Jeden z 45-ciu sprawiedliwych

Jak wiadomo czytelnikom mego blogu, po długich i ciężkich cierpieniach zostałem obywatelem amerykańskim. Poza paszportem wyposażonym w układ scalony, w którym zapisano moje dane biometryczne, dzięki czemu nikt nie pobiera mi już więcej odcisków palców, otrzymałem od nowej ojczyzny prawo do głosowania, z którego niedawno skwapliwie skorzystałem. Nim jednak miałem okazję zrealizowania powyższych uprawnień obywatelskich, państwo zawezwało mnie do sądu. Jako kandydata na sędziego przysięgłego.

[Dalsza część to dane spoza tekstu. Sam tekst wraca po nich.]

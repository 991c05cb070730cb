use crate::error::Result;
use std::io::Write;
use std::path::Path;
use tempfile::NamedTempFile;

/// Atomically write `data` to `path` using a tempfile in the same directory.
pub fn atomic_write(path: &Path, data: &[u8]) -> Result<()> {
    let dir = match path.parent() {
        Some(p) if !p.as_os_str().is_empty() => p,
        _ => Path::new("."),
    };
    std::fs::create_dir_all(dir)?;
    let mut tmp = NamedTempFile::new_in(dir)?;
    tmp.write_all(data)?;
    tmp.persist(path).map_err(|e| e.error)?;
    Ok(())
}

Jak wiadomo czytelnikom mego blogu, po długich i ciężkich cierpieniach zostałem obywatelem amerykańskim. Poza paszportem wyposażonym w układ scalony, w którym zapisano moje dane biometryczne, dzięki czemu nikt nie pobiera mi już więcej odcisków palców, otrzymałem od nowej ojczyzny prawo do głosowania, z którego niedawno skwapliwie skorzystałem. Nim jednak miałem okazję zrealizowania powyższych uprawnień obywatelskich, państwo zawezwało mnie do sądu. Jako kandydata na sędziego przysięgłego.

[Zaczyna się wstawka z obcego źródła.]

use crate::classifier::{DayContext, Rule};
use crate::hebrew::days_in_kislev;
use crate::types::{HebrewMonth, Weekday};

// ---------------------------------------------------------------------------
// Helper macro for concise rule definitions
// ---------------------------------------------------------------------------

macro_rules! rule {
    (
        id: $id:expr,
        condition: $cond:expr,
        reason_en: $en:expr,
        reason_he: $he:expr
    ) => {
        Rule {
            id: $id,
            condition: $cond,
            reason_en: $en,
            reason_he: $he,
        }
    };
}

// ---------------------------------------------------------------------------
// Condition helpers
// ---------------------------------------------------------------------------

fn in_month(ctx: &DayContext, m: HebrewMonth) -> bool {
    ctx.date.month == m
}

fn on(ctx: &DayContext, m: HebrewMonth, day: u8) -> bool {
    in_month(ctx, m) && ctx.date.day == day
}

/// Chanukah runs eight days from 25 Kislev, so it ends on Tevet 2 or 3
/// depending on whether Kislev has 30 or 29 days.
fn is_chanukah(ctx: &DayContext) -> bool {
    let last_tevet_day = 25 + 7 - days_in_kislev(ctx.date.year);
    (in_month(ctx, HebrewMonth::Kislev) && ctx.date.day >= 25)
        || (in_month(ctx, HebrewMonth::Tevet) && i64::from(ctx.date.day) <= last_tevet_day)
}

/// Yom Ha'atzmaut is 5 Iyar, moved earlier when it would fall next to
/// Shabbat.
fn is_yom_haatzmaut(ctx: &DayContext) -> bool {
    in_month(ctx, HebrewMonth::Iyar)
        && matches!(
            (ctx.date.day, ctx.weekday),
            (3, Weekday::Thursday)
                | (4, Weekday::Thursday)
                | (5, Weekday::Wednesday)
                | (6, Weekday::Tuesday)
        )
}

// ---------------------------------------------------------------------------
// Default rules (priority-ordered)
// ---------------------------------------------------------------------------

pub fn default_rules() -> Vec<Rule> {
    vec![
        // 1. The whole month of Nisan
        rule! {
            id: "nissan",
            condition: |ctx| in_month(ctx, HebrewMonth::Nisan),
            reason_en: "All of Nissan",
            reason_he: "כל חודש ניסן"
        },
        // 2. Tishrei
        rule! {
            id: "rosh_hashannah",
            condition: |ctx| in_month(ctx, HebrewMonth::Tishrei) && matches!(ctx.date.day, 1 | 2),
            reason_en: "Rosh Hashannah",
            reason_he: "ראש השנה"
        },
        rule! {
            id: "erev_yom_kippur",
            condition: |ctx| on(ctx, HebrewMonth::Tishrei, 9),
            reason_en: "Erev Yom Kippur",
            reason_he: "ערב יום כיפור"
        },
        rule! {
            id: "after_yom_kippur",
            condition: |ctx| in_month(ctx, HebrewMonth::Tishrei) && ctx.date.day >= 11,
            reason_en: "After Yom Kippur until month end",
            reason_he: "ממוצאי יום כיפור עד סוף חודש תשרי"
        },
        // 5. Chanukah, takes priority over Rosh Chodesh Tevet
        rule! {
            id: "chanukah",
            condition: is_chanukah,
            reason_en: "Chanukah",
            reason_he: "חנוכה שמח"
        },
        rule! {
            id: "tu_bshvat",
            condition: |ctx| on(ctx, HebrewMonth::Shevat, 15),
            reason_en: "Tu B'Shvat",
            reason_he: "ט\"ו בשבט"
        },
        // 7. Adar. A common year's only Adar is Adar II.
        rule! {
            id: "purim_katan",
            condition: |ctx| in_month(ctx, HebrewMonth::AdarI) && matches!(ctx.date.day, 14 | 15),
            reason_en: "Purim Katan",
            reason_he: "פורים קטן"
        },
        rule! {
            id: "purim",
            condition: |ctx| on(ctx, HebrewMonth::AdarII, 14),
            reason_en: "Purim",
            reason_he: "פורים"
        },
        rule! {
            id: "shushan_purim",
            condition: |ctx| on(ctx, HebrewMonth::AdarII, 15),
            reason_en: "Shushan Purim",
            reason_he: "שושן פורים"
        },
        rule! {
            id: "purim_meshulash",
            condition: |ctx| on(ctx, HebrewMonth::AdarII, 16) && ctx.weekday == Weekday::Sunday,
            reason_en: "Purim Meshulash",
            reason_he: "פורים משולש"
        },
        // 11. Iyar
        rule! {
            id: "yom_haatzmaut",
            condition: is_yom_haatzmaut,
            reason_en: "Yom Ha'atzmaut",
            reason_he: "יום העצמאות"
        },
        rule! {
            id: "pesach_sheni",
            condition: |ctx| on(ctx, HebrewMonth::Iyar, 14),
            reason_en: "Pesach Sheni",
            reason_he: "פסח שני"
        },
        rule! {
            id: "lag_baomer",
            condition: |ctx| on(ctx, HebrewMonth::Iyar, 18),
            reason_en: "Lag B'Omer",
            reason_he: "ל\"ג בעומר"
        },
        rule! {
            id: "yom_yerushalayim",
            condition: |ctx| on(ctx, HebrewMonth::Iyar, 28),
            reason_en: "Yom Yerushalayim",
            reason_he: "יום שחרור ירושלים"
        },
        // 15. Rosh Chodesh Sivan through the end of the Shavuot make-up days
        rule! {
            id: "sivan",
            condition: |ctx| in_month(ctx, HebrewMonth::Sivan) && ctx.date.day <= 12,
            reason_en: "First 12 days of Sivan",
            reason_he: "מר\"ח עד י\"ב סיוון"
        },
        rule! {
            id: "tisha_bav",
            condition: |ctx| on(ctx, HebrewMonth::Av, 9),
            reason_en: "Tisha B'Av",
            reason_he: "תשעה באב"
        },
        rule! {
            id: "tu_bav",
            condition: |ctx| on(ctx, HebrewMonth::Av, 15),
            reason_en: "Tu B'Av",
            reason_he: "ט\"ו באב"
        },
        rule! {
            id: "erev_rosh_hashannah",
            condition: |ctx| on(ctx, HebrewMonth::Elul, 29),
            reason_en: "Erev Rosh Hashannah",
            reason_he: "ערב ראש השנה"
        },
        // 19. Any month
        rule! {
            id: "rosh_chodesh",
            condition: |ctx| matches!(ctx.date.day, 1 | 30),
            reason_en: "Rosh Chodesh",
            reason_he: "ראש חודש"
        },
        rule! {
            id: "shabbat",
            condition: |ctx| ctx.weekday == Weekday::Saturday,
            reason_en: "Shabbat shalom!",
            reason_he: "שבת שלום!"
        },
    ]
}

// ---------------------------------------------------------------------------
// Tests
// ---------------------------------------------------------------------------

Wszyscy miłośnicy kina dobrze wiedzą, że w sądzie amerykańskim, prócz zawodowego sędziego, jest też dwunastu sędziów przysięgłych, wybieranych spośród zwyczajnych obywateli. Podobno wybieranych losowo. Ale szybkość, z jaką wezwano mnie do sądu zaraz po przysiędze, wskazywałaby na całkowicie automatyczny proces wyboru z bazy danych. Nie służyłeś, no to mamy cię. Zresztą papierki, które dostałem wraz z wezwaniem, były przygotowane tak, aby uprościć cały proces zostawania sędzią. Nawet plakietka sędziowska, którą wydzierało się z formularza, miała kod kreskowy dla szybszego sprawdzania kto zacz.

Nic dziwnego - w słoneczny poranek, gdy o godzinie 7:30 zameldowałem się w budynku sądu, to zastałem tam dobrze ponad czterysta osób takich jak ja. Wszystkich nas zebrano niczym owce w zagrodzie, wyświetlono filmik o (po)wadze naszego obowiązku, dano po darmowym bilecie na komunikację miejską (abyśmy nie blokowali parkingów w śródmieściu, gdyby wybrano nas na następny dzień) i kazano czekać. Przezornie zabrałem ze sobą książkę, ale już po jej pierwszym rozdziale mój numer został wywołany i pomaszerowałem na piętro do sali, gdzie miał się toczyć "mój" proces. Niestety, nie załapałem się na pierwsze 12 miejsc, więc wraz z pozostałymi 33 kandydatami na sędziów mogłem tylko przyglądać się procedurze przesłuchiwania szczęśliwców. Co zwróciło moją uwagę, to fakt posiadania laptopów zarówno przez sędzinę, jak i przez protokolantkę. W odróżnieniu od polskich sądów, w których Wysoki Sąd narażony jest na zawodowe skrzywienie kręgosłupa z powodu monitora, postawionego z boku, tak aby nie zasłaniał sali. Laptop ma też tę zaletę, że można go wziąć do domu i popracować nad sprawą.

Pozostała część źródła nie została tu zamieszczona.